If a person's gender is

almondcakes · 06/09/2014 21:05

Sorry.

While I agree that did not mean that performative acts are a choice, there is a huge difference between society placing restrictions on people based on their performative actions (as both these things can be changed by social changes) and placing restrictions on people based on socially ascribing meaning to an inaction. The first of these can be changed by society, the second can only be changed by increasing the number of performative acts to include making all pubescent females surgically remove their breasts.

And while it is not Butler's fault, those that have interpreted Butler to mean that breaking gender norms is more subversive than retaining them, there is now the view that those who remove breasts they just happen to have are the ones carrying out a progressive political act through their gender performance (or who did not grow them and have implants), while those who do not have them removed are oppressors because they are inactive and do nothing to remove their socially meaningful breasts.

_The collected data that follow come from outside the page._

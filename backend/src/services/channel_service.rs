//! Channel and source store access plus connector config validation.

use std::collections::HashMap;
use std::sync::Arc;

use chrono::{DateTime, Duration, Utc};
use sqlx::SqlitePool;

use crate::connectors::ConnectorSet;
use crate::models::{Channel, ConnectorKind, Source, ValidationOutcome};
use crate::utils::{AppError, AppResult};

#[derive(Clone)]
pub struct ChannelService {
    pool: SqlitePool,
    connectors: Arc<ConnectorSet>,
}

impl ChannelService {
    pub fn new(pool: SqlitePool, connectors: Arc<ConnectorSet>) -> Self {
        Self { pool, connectors }
    }

    pub async fn get(&self, channel_id: i64) -> AppResult<Channel> {
        sqlx::query_as("SELECT * FROM channels WHERE id = ?")
            .bind(channel_id)
            .fetch_optional(&self.pool)
            .await?
            .ok_or_else(|| AppError::not_found(format!("Channel {} not found", channel_id)))
    }

    pub async fn list(&self) -> AppResult<Vec<Channel>> {
        Ok(sqlx::query_as("SELECT * FROM channels ORDER BY id")
            .fetch_all(&self.pool)
            .await?)
    }

    pub async fn list_enabled(&self) -> AppResult<Vec<Channel>> {
        Ok(sqlx::query_as("SELECT * FROM channels WHERE enabled = TRUE ORDER BY id")
            .fetch_all(&self.pool)
            .await?)
    }

    pub async fn list_sources(&self) -> AppResult<Vec<Source>> {
        Ok(sqlx::query_as("SELECT * FROM sources ORDER BY name")
            .fetch_all(&self.pool)
            .await?)
    }

    /// Enabled channels whose poll interval has elapsed.
    pub async fn due_channels(&self, now: DateTime<Utc>) -> AppResult<Vec<Channel>> {
        let channels = self.list_enabled().await?;
        Ok(channels
            .into_iter()
            .filter(|c| match c.last_poll {
                None => true,
                Some(last) => last + Duration::minutes(c.interval_minutes) <= now,
            })
            .collect())
    }

    /// Record the outcome of a fetch: poll timestamp always moves forward,
    /// the error string reflects the latest attempt.
    pub async fn record_poll(
        &self,
        channel_id: i64,
        error: Option<&str>,
    ) -> AppResult<()> {
        sqlx::query("UPDATE channels SET last_poll = ?, last_error = ? WHERE id = ?")
            .bind(Utc::now())
            .bind(error)
            .bind(channel_id)
            .execute(&self.pool)
            .await?;
        Ok(())
    }

    /// Dispatch a configuration map to the matching driver's `validate`.
    pub fn validate_config(
        &self,
        kind: ConnectorKind,
        config: &HashMap<String, serde_json::Value>,
    ) -> ValidationOutcome {
        match self.connectors.get(kind) {
            Some(connector) => connector.validate(config),
            None => ValidationOutcome::error(format!("No driver for kind '{}'", kind.as_str())),
        }
    }
}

And I think it is that last perspective that radical feminists take issue with. The radical feminist perspective doesn't need people to make a distinction between bio sex and socially constructed gender. It could just point out that having breasts and being pregnant are not actions. They are the lack of acting by cutting off breasts, having an abortion or inducing a birth. And as such, they cannot be a performative act because they are not an act.

OutsSelf · 06/09/2014 21:38

Yes but not all cultures have designated breasts meaningful in this way. Other cultures, to name some obvious examples, have instead focused on small feet or long necks. It is not through having breasts that one performs one's gender, but the attendant practices through which one interacts with the body as a result of a specific aesthetic of gender. In our culture women habitually wear clothes that support and shape the breasts in a particular.way, women attend to their breasts in accordance with this aesthetic. Covering and/or supporting breast through clothing is not common across all cultures in all times so just the act of putting on a bra is a performance.of.gender, it is not necessitated by the fact we have breasts. And whether or not we participate in a particular practice.of this kind, our bodies are attended to by others with the assumption that we do. In this sense we are not able.to prevent our bodies being read and interpreted through these frameworks, we are not able to opt out of the aesthetic regime for ourselves (though we may choose to reject it as a means of.interacting with others).

almondcakes · 06/09/2014 21:49

Outsself, if Butler is saying that there is a spectrum of biological sex that exists before a binary she is contradicting herself.

Surely what she is saying (and this I do agree with) is that it is impossible for humans to comprehend anything except through social meanings, biological sex is only seen through gender. Biological sex cannot be seen except through the socially constructed lense of gender. So bio sex only comes into existence after the construction of a gender binary.

How then, can a spectrum of biological sex come before the binary?

almondcakes · 06/09/2014 21:56

Outsself, I never disputed any of that or argued against it.

None of that changes that simply having breasts is not an act, and yet they are meaningful to many people in their sense of what gender they are.

Butler argues that our performance of gender creates our gender in ourselves, not simply other people's readings of an inaction.

OutsSelf · 06/09/2014 21:58

That's my bad wording, she's saying precisely as you say it, that bio sex is being perceived through the social construction of gender and suggesting that no absolute binary exists that produces it. The spectrum idea is a way to grasp what that entails rather than suggesting that a spectrum precedes the binary.

OutsSelf · 06/09/2014 22:01

Butler does not say that having breasts is performative. How one attends to having breasts is how one comes to perform and therefore perceive oneself as female, although in the performance the subject typically misattributes that identity as coming from the breasts. When instead it comes from how one interprets and attends to the breasts.